Principle IV: Open Engagement

  1. Interoperability Forum, on the web, for information about what Microsoft is doing and discussing interoperability-related issues and challenges with users and information technology companies
      
  2. Open Source Interoperability Initiative, involving bilateral arrangements with the open source community, including facilities, resources, labs, "plug festivals," and cooperative development projects

We probably do need reminding that Microsoft is heavily involved with a wide variety of standards organization and is a significant adopter of standards in its products.  Along with the Interoperability Principles announcement, Microsoft has provided fact sheets on how much standards fit with Microsoft products and their interoperability features.

To encourage industry support for interoperability and effective data exchange, Microsoft will launch a Document Interoperability Initiative with labs where implementers can verify interchange, optimize their data exchange, develop conformance tests, and publish templates that enable optimized interoperability with different formats.  (My goodness, I already have a stake in that.  This is the first practical offer I have seen with regard to conformance testing and, indirectly, qualification of products for use under various usage conditions.  I harp on the need of that from time to time, and this is the first affirmative response I have encountered.)

Server and Tools Senior Vice President Bob Muglia says the point of the Document Interoperability Initiative is "to ensure that the documents that are created by users are fully exchangeable, regardless of the tools that they are using."

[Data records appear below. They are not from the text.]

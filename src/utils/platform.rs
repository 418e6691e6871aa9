//! Platform detection.

use std::fmt;

/// Represents the operating system where the program is running.
#[derive(Clone, Debug, PartialEq)]
pub enum Platform {
    /// The Windows operating system.
    Windows,
    /// The Linux operating system.
    Linux,
    /// The macOS operating system.
    Mac,

    /// An unknown operating system.
    Unknown(String),
}

impl fmt::Display for Platform {
    fn fmt(&self, f: &mut fmt::Formatter<'_>) -> fmt::Result {
        match self {
            Platform::Windows => write!(f, "Windows"),
            Platform::Linux => write!(f, "Linux"),
            Platform::Mac => write!(f, "MacOS"),
            Platform::Unknown(os) => write!(f, "Unknown: {}", os),
        }
    }
}

impl Platform {
    /// Detects the current platform where the program is running.
    pub fn detect() -> Self {
        let os = std::env::consts::OS;

        match os {
            "windows" => Platform::Windows,
            "linux" => Platform::Linux,
            "macos" => Platform::Mac,
            _ => Platform::Unknown(os.to_string()),
        }
    }

    /// Returns the file name an executable called `name` has on this platform.
    pub fn executable_name(&self, name: &str) -> String {
        match self {
            Platform::Windows => format!("{}.exe", name),
            _ => name.to_string(),
        }
    }
}

#[cfg(test)]
mod tests {
    use super::*;

    #[test]
    fn executable_names_get_exe_suffix_on_windows_only() {
        assert_eq!(Platform::Windows.executable_name("ffmpeg"), "ffmpeg.exe");
        assert_eq!(Platform::Linux.executable_name("yt-dlp"), "yt-dlp");
        assert_eq!(Platform::Mac.executable_name("yt-dlp"), "yt-dlp");
    }

    #[test]
    fn platforms_display_their_names() {
        assert_eq!(Platform::Mac.to_string(), "MacOS");
        assert_eq!(Platform::Unknown("plan9".to_string()).to_string(), "Unknown: plan9");
    }
}
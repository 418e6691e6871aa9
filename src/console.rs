//! Styled terminal output shared by every mode.

use crate::error::Result;
use crate::progress::{DownloadBar, Spinner};
use colored::{ColoredString, Colorize};
use indicatif::{MultiProgress, ProgressDrawTarget};
use std::collections::VecDeque;
use std::io::{IsTerminal, Write};
use std::sync::{Arc, Mutex};

pub const AUTHOR_TAG: &str = "Streamline by SK (Shahil Ahmed)";
pub const PROJECT_URL: &str = "https://github.com/shahil-sk/streamline";

const BANNER: &str = "
╔═════════════════════════════════════════════╗
║ Streamline - YouTube/SoundCloud Downloader  ║
╚═════════════════════════════════════════════╝
";

/// The kind of a one-line status message.
#[derive(Debug, Clone, Copy, PartialEq, Eq)]
pub enum Status {
    Info,
    Success,
    Warning,
    Error,
}

impl Status {
    pub fn icon(&self) -> ColoredString {
        match self {
            Status::Info => "ℹ".blue(),
            Status::Success => "✓".green(),
            Status::Warning => "⚠".yellow(),
            Status::Error => "✗".red(),
        }
    }
}

/// Disables colors when stdout is not a terminal or `NO_COLOR` is set.
pub fn init_colors() {
    let enabled = std::io::stdout().is_terminal() && std::env::var_os("NO_COLOR").is_none();
    colored::control::set_override(enabled);
}

/// Writes status lines, prompts, bars and spinners without tearing each other.
///
/// Every line goes through the shared [`MultiProgress`], which log output is bridged onto as well.
#[derive(Clone, Debug)]
pub struct Console {
    multi: MultiProgress,
    answers: Arc<Mutex<VecDeque<String>>>,
}

impl Default for Console {
    fn default() -> Self {
        Self::new(MultiProgress::with_draw_target(ProgressDrawTarget::stdout_with_hz(10)))
    }
}

impl Console {
    pub fn new(multi: MultiProgress) -> Self {
        Self {
            multi,
            answers: Arc::default(),
        }
    }

    /// Answers the next prompts with `answers`, in order, before reading stdin again.
    pub fn with_answers<S: Into<String>>(self, answers: impl IntoIterator<Item = S>) -> Self {
        self.answers
            .lock()
            .unwrap_or_else(|poisoned| poisoned.into_inner())
            .extend(answers.into_iter().map(Into::into));
        self
    }

    fn scripted_answer(&self) -> Option<String> {
        self.answers
            .lock()
            .unwrap_or_else(|poisoned| poisoned.into_inner())
            .pop_front()
    }

    pub fn multi(&self) -> &MultiProgress {
        &self.multi
    }

    pub fn println(&self, line: impl AsRef<str>) {
        self.multi.suspend(|| println!("{}", line.as_ref()));
    }

    pub fn status(&self, status: Status, message: impl AsRef<str>) {
        self.println(format!("{} {}", status.icon(), message.as_ref()));
    }

    pub fn banner(&self) {
        self.println(BANNER.cyan().to_string());
    }

    pub fn spinner(&self, message: &str) -> Spinner {
        Spinner::start(&self.multi, message)
    }

    pub fn download_bar(&self, description: &str) -> DownloadBar {
        DownloadBar::new(&self.multi, description)
    }

    /// Prints `question` and reads one trimmed line from stdin.
    pub fn prompt(&self, question: impl AsRef<str>) -> Result<String> {
        self.multi.suspend(|| -> Result<String> {
            print!("{} ", question.as_ref().cyan());
            std::io::stdout().flush()?;

            let answer = match self.scripted_answer() {
                Some(answer) => answer,
                None => {
                    let mut answer = String::new();
                    std::io::stdin().read_line(&mut answer)?;
                    answer
                }
            };
            println!();

            Ok(answer.trim().to_string())
        })
    }
}

/// The author information shown by `--about`.
pub fn about() -> String {
    format!(
        "\n{}\n\n{} {}\n",
        AUTHOR_TAG.cyan(),
        "GitHub:".yellow(),
        PROJECT_URL.blue()
    )
}

/// The usage screen shown when no mode was given.
pub fn usage() -> String {
    let mut text = String::new();
    text.push_str(&format!(
        "\n{}\n",
        "╔═════════════════════════════════════════════╗".cyan()
    ));
    text.push_str(&format!(
        "{}  {} - YouTube/SoundCloud Downloader {}\n",
        "║".cyan(),
        "Streamline".bold(),
        "║".cyan()
    ));
    text.push_str(&format!(
        "{}\n\n",
        "╚═════════════════════════════════════════════╝".cyan()
    ));

    text.push_str(&format!("{}\n", "Usage:".yellow()));
    text.push_str("  streamline -m <url>    Download audio with metadata and cover\n");
    text.push_str("  streamline -v <url>    Download video, choose quality manually\n");
    text.push_str("  streamline --about     Show author information\n\n");

    text.push_str(&format!("{}\n", "Examples:".yellow()));
    text.push_str("  streamline -m https://youtube.com/watch?v=xxxxx\n");
    text.push_str("  streamline -v https://youtu.be/xxxxx\n\n");

    text.push_str(&format!("{}\n", "Flags:".yellow()));
    text.push_str(&format!(
        "  {}        Music/audio mode (MP3 + metadata + cover art)\n",
        "-m".green()
    ));
    text.push_str(&format!(
        "  {}        Video mode (quality selection)\n",
        "-v".green()
    ));
    text.push_str(&format!("  {}   Author information\n", "--about".green()));
    text.push_str(&format!(
        "  {}    More options (output directory, quality, config)\n",
        "--help".green()
    ));

    text
}

#[cfg(test)]
mod tests {
    use super::*;

    #[test]
    fn usage_lists_every_mode() {
        colored::control::set_override(false);
        let text = usage();

        assert!(text.contains("streamline -m <url>"));
        assert!(text.contains("streamline -v <url>"));
        assert!(text.contains("--about"));
    }

    #[test]
    fn scripted_answers_are_trimmed_and_used_in_order() {
        let console = Console::new(MultiProgress::with_draw_target(ProgressDrawTarget::hidden()))
            .with_answers([" 2 \n", "137+140"]);

        assert_eq!(console.prompt("Choose quality (1-6):").unwrap(), "2");
        assert_eq!(console.prompt("Enter format ID:").unwrap(), "137+140");
    }

    #[test]
    fn about_names_the_author() {
        colored::control::set_override(false);
        let text = about();

        assert!(text.contains(AUTHOR_TAG));
        assert!(text.contains(PROJECT_URL));
    }
}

The pro-active engagement of a community of adopters and users around the Microsoft interoperability surface is where we should look for evidence of serious commitment.  Microsoft has declared itself ready to demonstrate it commitment to the interoperability principles through appropriate action.  In response to a question at the announcement, Brad Smith added

"So we absolutely appreciate and respect that others will assess how we live up to these principles. We fully expect that, and are prepared for it, and yet I fully believe that as people do test this proposition in the months to come, I think they're going to come away with a high regard for the steps that our engineers are taking."

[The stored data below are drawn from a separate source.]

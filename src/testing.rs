//! Sessions backed by shell scripts standing in for yt-dlp and ffmpeg.

use crate::bundle::{Overrides, Toolchain};
use crate::config::Config;
use crate::console::Console;
use crate::download::Session;
use indicatif::{MultiProgress, ProgressDrawTarget};
use std::os::unix::fs::PermissionsExt;
use std::path::PathBuf;
use tempfile::TempDir;

/// A scratch directory with an `out/` folder for downloads and the fake tools beside it.
pub struct Workspace {
    pub dir: TempDir,
}

impl Workspace {
    pub fn new() -> Self {
        let dir = tempfile::tempdir().unwrap();
        std::fs::create_dir(dir.path().join("out")).unwrap();
        Self { dir }
    }

    pub fn output_dir(&self) -> PathBuf {
        self.dir.path().join("out")
    }

    pub fn path(&self, name: &str) -> PathBuf {
        self.output_dir().join(name)
    }

    /// Writes an executable `sh` script. `{out}` in `body` is replaced by the output directory.
    pub fn script(&self, name: &str, body: &str) -> PathBuf {
        let path = self.dir.path().join(name);
        let body = body.replace("{out}", &self.output_dir().to_string_lossy());
        std::fs::write(&path, format!("#!/bin/sh\n{body}\n")).unwrap();
        std::fs::set_permissions(&path, std::fs::Permissions::from_mode(0o755)).unwrap();
        path
    }

    /// A shell line that stores every argument of the script in the workspace's `args` file.
    pub fn record_args(&self) -> String {
        let file = self.dir.path().join("args");
        format!("printf '%s\\n' \"$@\" > '{}'", file.display())
    }

    /// The arguments recorded by [`Workspace::record_args`], one per line.
    pub fn recorded_args(&self) -> Vec<String> {
        std::fs::read_to_string(self.dir.path().join("args"))
            .unwrap()
            .lines()
            .map(str::to_string)
            .collect()
    }

    /// A session running `ytdlp` and `ffmpeg` scripts, with prompts answered from `answers`.
    pub async fn session(
        &self,
        ytdlp: &str,
        ffmpeg: &str,
        config: Config,
        answers: &[&str],
    ) -> Session {
        let config = Config {
            output_dir: self.output_dir(),
            ytdlp_path: Some(self.script("yt-dlp", ytdlp)),
            ffmpeg_path: Some(self.script("ffmpeg", ffmpeg)),
            ..config
        };
        let overrides = Overrides {
            ytdlp: config.ytdlp_path.clone(),
            ffmpeg: config.ffmpeg_path.clone(),
        };

        Session {
            toolchain: Toolchain::prepare(&overrides).await.unwrap(),
            console: console().with_answers(answers.iter().copied()),
            config,
        }
    }
}

pub fn console() -> Console {
    Console::new(MultiProgress::with_draw_target(ProgressDrawTarget::hidden()))
}
//! Terminal rendering for downloads and indeterminate work.

use super::format_duration;
use colored::Colorize;
use indicatif::{MultiProgress, ProgressBar, ProgressState, ProgressStyle};
use std::fmt::Write;
use std::time::Duration;

const BAR_TEMPLATE: &str =
    "{msg:.bold} {bar:40.green/dim} │ {percent1:.cyan} │ {megabytes:.yellow} │ {speed:.blue} │ ETA: {remaining:.green}";
const SPINNER_FRAMES: [&str; 11] = ["⠋", "⠙", "⠹", "⠸", "⠼", "⠴", "⠦", "⠧", "⠇", "⠏", " "];
const MIB: f64 = 1024.0 * 1024.0;

/// Average bytes per second since the bar started.
fn average_speed(state: &ProgressState) -> f64 {
    let elapsed = state.elapsed().as_secs_f64().max(0.1);
    state.pos() as f64 / elapsed
}

fn bar_style() -> ProgressStyle {
    ProgressStyle::with_template(BAR_TEMPLATE)
        .unwrap_or_else(|_| ProgressStyle::default_bar())
        .with_key("percent1", |state: &ProgressState, w: &mut dyn Write| {
            let _ = write!(w, "{:.1}%", state.fraction() * 100.0);
        })
        .with_key("megabytes", |state: &ProgressState, w: &mut dyn Write| {
            let total = state.len().unwrap_or(0) as f64;
            let _ = write!(w, "{:.2}/{:.2} MB", state.pos() as f64 / MIB, total / MIB);
        })
        .with_key("speed", |state: &ProgressState, w: &mut dyn Write| {
            let _ = write!(w, "{:.2} MB/s", average_speed(state) / MIB);
        })
        .with_key("remaining", |state: &ProgressState, w: &mut dyn Write| {
            let speed = average_speed(state);
            let remaining = match state.len() {
                Some(total) if speed > 0.0 => total.saturating_sub(state.pos()) as f64 / speed,
                _ => 0.0,
            };
            let _ = write!(w, "{}", format_duration(remaining));
        })
        .progress_chars("█░")
}

/// A byte-counting progress bar for one downloaded file.
pub struct DownloadBar {
    bar: ProgressBar,
}

impl DownloadBar {
    pub fn new(multi: &MultiProgress, description: &str) -> Self {
        let bar = multi.add(ProgressBar::new(0));
        bar.set_style(bar_style());
        bar.set_message(description.to_string());

        Self { bar }
    }

    /// Moves the bar to `current` out of `total` bytes.
    pub fn update(&self, current: f64, total: f64) {
        let total = total.max(0.0) as u64;
        if self.bar.length() != Some(total) {
            self.bar.set_length(total);
        }
        self.bar.set_position((current.max(0.0) as u64).min(total));
    }

    /// Fills the bar and leaves it on screen.
    pub fn complete(self) {
        if let Some(total) = self.bar.length().filter(|total| *total > 0) {
            self.bar.set_position(total);
        }
        self.bar.finish();
    }
}

/// A spinner for work without measurable progress.
///
/// The animation is driven by indicatif's steady tick thread until [`Spinner::stop`] is called.
pub struct Spinner {
    bar: ProgressBar,
    multi: MultiProgress,
    message: String,
}

impl Spinner {
    pub fn start(multi: &MultiProgress, message: &str) -> Self {
        let bar = multi.add(ProgressBar::new_spinner());
        let style = ProgressStyle::with_template("{spinner:.cyan} {msg}")
            .unwrap_or_else(|_| ProgressStyle::default_spinner())
            .tick_strings(&SPINNER_FRAMES);
        bar.set_style(style);
        bar.set_message(message.to_string());
        bar.enable_steady_tick(Duration::from_millis(80));

        Self {
            bar,
            multi: multi.clone(),
            message: message.to_string(),
        }
    }

    /// Stops the animation and leaves a ✓ or ✗ line behind.
    pub fn stop(self, success: bool) {
        self.bar.finish_and_clear();
        self.multi.remove(&self.bar);

        let icon = if success { "✓".green() } else { "✗".red() };
        let message = self.message;
        self.multi.suspend(|| println!("{} {}", icon, message));
    }
}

3. The Open-Source Conundrum

There is a serious creative tension for open-source developers with respect to the Open Protocols under the Microsoft Interoperability Principles.  First, there is the following protection specifically with regard to the Open Protocols:

"Microsoft will covenant not to sue open source developers for development and non-commercial distribution of implementations of these Open Protocols."

This statement is with respect to the identified Open Protocols (as that list will be extended over time).  Implementations covered under the Open Specification Promise are not limited to non-commercial distribution.  And finally, with regard to published APIs, "Third parties do not need licenses to any Microsoft patents to call these Open APIs."  The last case simply perpetuates the existing ability to distribute open-source products that run on Microsoft Windows and rely on the APIs that Microsoft makes available for any developers to access Microsoft platform functions. 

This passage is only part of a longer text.